Je commencerais par réparer une injustice en incluant l’agriculture dans le syllabus du HSC. Cette matière n’est pas proposée à Rodrigues, alors qu’elle l’est à Maurice. Ensuite, je m’occuperais du problème numéro un, l’emploi. Beaucoup de gens quittent l’île pour aller chercher du travail à Maurice, même ceux qui ont fait des études n’en trouvent pas. Ceux qui restent, souvent, ont un travail qui ne correspond pas à leur diplôme, c’est un gros problème.
Comment y remédier, d’après vous?
En aidant les Rodriguais à créer leur entreprise. Le principal obstacle, c’est le manque de financement. Quand vous lancez votre business, même s’il est tout petit, vous avez besoin d’un petit coup de pouce au départ. C’est ce qui nous manque, l’accompagnement au démarrage des projets.
Et quel est votre projet ?
J’aimerais justement créer mon entreprise, avoir ma plantation de fruits. Je sais qu’à Rodrigues, ce sera difficile de démarrer et même d’en vivre correctement. Le marché est petit, il faudra certainement que j’aille à Maurice.
À moins de vendre à l’étranger…
Je préfère ne pas voir trop grand au début et grandir progressivement. L’exportation, ce sera pour plus tard.
À quoi rêve-t-on quand on a 16 ans à Rodrigues ?
La plupart de mes copains rêvent d’avoir une grande maison, une grosse voiture. Moi, si j’ai un travail qui me plaît et qui me permet de bien vivre, ça me suffit. Le rêve, ce serait de m’installer en Australie et de revenir à Rodrigues pour les vacances.
La prochaine étape pour y parvenir ?
Obtenir mon HSC l’année prochaine, puis l’université à Maurice. Mes parents n’auront pas les moyens de m’envoyer ailleurs.
Côté études, tout va bien donc. Et dans votre vie personnelle?
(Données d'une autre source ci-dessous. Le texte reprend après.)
//! Change notifications delivered to [`EventHandler`](crate::EventHandler)s.

use std::{fmt, sync::Arc};

use kube_core::Resource;

/// Uniquely identifies an object of a known type by namespace and name.
///
/// Displays as `namespace/name`, or just `name` for cluster-scoped objects.
#[derive(Debug, Clone, PartialEq, Eq, PartialOrd, Ord, Hash)]
pub struct QualifiedName {
    /// The object namespace, if any
    pub namespace: Option<String>,
    /// The object name
    pub name: String,
}

impl QualifiedName {
    pub fn from_resource<K: Resource>(resource: &K) -> Self {
        let meta = resource.meta();
        Self {
            namespace: meta.namespace.clone(),
            name: meta
                .name
                .clone()
                .or_else(|| meta.generate_name.clone())
                .unwrap_or_default(),
        }
    }
}

impl fmt::Display for QualifiedName {
    fn fmt(&self, f: &mut fmt::Formatter<'_>) -> fmt::Result {
        match &self.namespace {
            Some(namespace) if !namespace.is_empty() => write!(f, "{namespace}/{}", self.name),
            _ => f.write_str(&self.name),
        }
    }
}

/// One observed transition of a cached object.
#[derive(Debug)]
pub enum Notification<K> {
    Added(Arc<K>),
    /// Emitted on modification and on periodic resync.
    /// Resync replays carry the same snapshot as `old` and `new`.
    Updated { old: Arc<K>, new: Arc<K> },
    Deleted(Deletion<K>),
}

impl<K> Clone for Notification<K> {
    fn clone(&self) -> Self {
        match self {
            Self::Added(obj) => Self::Added(Arc::clone(obj)),
            Self::Updated { old, new } => Self::Updated {
                old: Arc::clone(old),
                new: Arc::clone(new),
            },
            Self::Deleted(deletion) => Self::Deleted(deletion.clone()),
        }
    }
}

/// The payload of a deletion notification.
#[derive(Debug)]
pub enum Deletion<K> {
    /// The apiserver confirmed the deletion and sent the final state.
    Object(Arc<K>),
    /// The object disappeared while the watch was disconnected.
    /// Only the last state held by the cache is known.
    FinalStateUnknown(DeletedFinalStateUnknown<K>),
}

impl<K> Clone for Deletion<K> {
    fn clone(&self) -> Self {
        match self {
            Self::Object(obj) => Self::Object(Arc::clone(obj)),
            Self::FinalStateUnknown(tombstone) => Self::FinalStateUnknown(tombstone.clone()),
        }
    }
}

impl<K> Deletion<K> {
    /// Resolves the deleted snapshot, which may be stale for [`Deletion::FinalStateUnknown`].
    pub fn object(&self) -> Result<&Arc<K>, TombstoneError> {
        match self {
            Self::Object(obj) => Ok(obj),
            Self::FinalStateUnknown(tombstone) => {
                tombstone
                    .obj
                    .as_ref()
                    .ok_or_else(|| TombstoneError::MissingObject {
                        key: tombstone.key.clone(),
                    })
            }
        }
    }

    /// The store key of the deleted object.
    pub fn key(&self) -> String
    where
        K: Resource,
    {
        match self {
            Self::Object(obj) => QualifiedName::from_resource(obj.as_ref()).to_string(),
            Self::FinalStateUnknown(tombstone) => tombstone.key.clone(),
        }
    }
}

/// A deletion whose final state was missed.
#[derive(Debug)]
pub struct DeletedFinalStateUnknown<K> {
    /// `namespace/name` of the object.
    pub key: String,
    /// The last snapshot the cache held, if it still had one.
    pub obj: Option<Arc<K>>,
}

impl<K> Clone for DeletedFinalStateUnknown<K> {
    fn clone(&self) -> Self {
        Self {
            key: self.key.clone(),
            obj: self.obj.clone(),
        }
    }
}

/// The error type returned by [`Deletion::object`].
#[derive(Debug, Clone, PartialEq, Eq, thiserror::Error)]
pub enum TombstoneError {
    #[error("deletion tombstone for {key} carries no object")]
    MissingObject { key: String },
}

pub mod objects;
pub use objects::notifications;

#[cfg(test)]
mod tests {
    use k8s_openapi::api::core::v1::{Namespace, Pod};
    use k8s_openapi::apimachinery::pkg::apis::meta::v1::ObjectMeta;

    use super::*;

    fn pod(namespace: &str, name: &str) -> Pod {
        Pod {
            metadata: ObjectMeta {
                namespace: Some(namespace.into()),
                name: Some(name.into()),
                ..ObjectMeta::default()
            },
            ..Pod::default()
        }
    }

    #[test]
    fn qualified_name_display() {
        assert_eq!(
            QualifiedName::from_resource(&pod("default", "foo")).to_string(),
            "default/foo"
        );

        let ns = Namespace {
            metadata: ObjectMeta {
                name: Some("kube-system".into()),
                ..ObjectMeta::default()
            },
            ..Namespace::default()
        };
        assert_eq!(QualifiedName::from_resource(&ns).to_string(), "kube-system");
    }

    #[test]
    fn direct_deletion_resolves() {
        let deletion = Deletion::Object(Arc::new(pod("default", "foo")));
        assert_eq!(deletion.object().unwrap().metadata.name.as_deref(), Some("foo"));
        assert_eq!(deletion.key(), "default/foo");
    }

    #[test]
    fn tombstone_unwraps_last_known_state() {
        let deletion = Deletion::FinalStateUnknown(DeletedFinalStateUnknown {
            key: "default/foo".into(),
            obj: Some(Arc::new(pod("default", "foo"))),
        });
        assert_eq!(deletion.object().unwrap().metadata.name.as_deref(), Some("foo"));
    }

    #[test]
    fn empty_tombstone_is_an_error() {
        let deletion = Deletion::<Pod>::FinalStateUnknown(DeletedFinalStateUnknown {
            key: "default/foo".into(),
            obj: None,
        });
        assert_eq!(
            deletion.object().unwrap_err(),
            TombstoneError::MissingObject {
                key: "default/foo".into()
            }
        );
        assert_eq!(deletion.key(), "default/foo");
    }
}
Ça va, merci ! Je fais pas mal de sport, du basketball et j’ai commencé le bodybuilding cette année. Quand on voit les athlètes rodriguais partir en compétition, ça donne des idées. Je me dis que si je suis bon, le sport me permettra de voyager.
Un conseil à donner aux candidats au School Certificate?
S’entraîner, refaire des exercices encore et encore, travailler en groupe. À plusieurs on se motive, on s’entraide, on arrive à passer de bons moments tout en apprenant.
C’est donc ça le secret, les révisions en groupe?
Le secret, c’est la passion. Depuis que je suis tout petit, j’aide mon père dans la plantation. Je l’ai beaucoup observé et aujourd’hui c’est moi qui lui donne des conseils (sourire fier).
584. C’est le nombre d’élèves dans le monde qui ont planché sur l’Agriculture subject du Cambridge School Certificate, l’an dernier. Maurice regroupait le plus gros des troupes, avec 384 candidats. Les autres élèves étaient issus de Brunei, du Zimbabwe, de Zambie, du Nigeria et de l’île de l’Ascension, dans l’Atlantique Sud.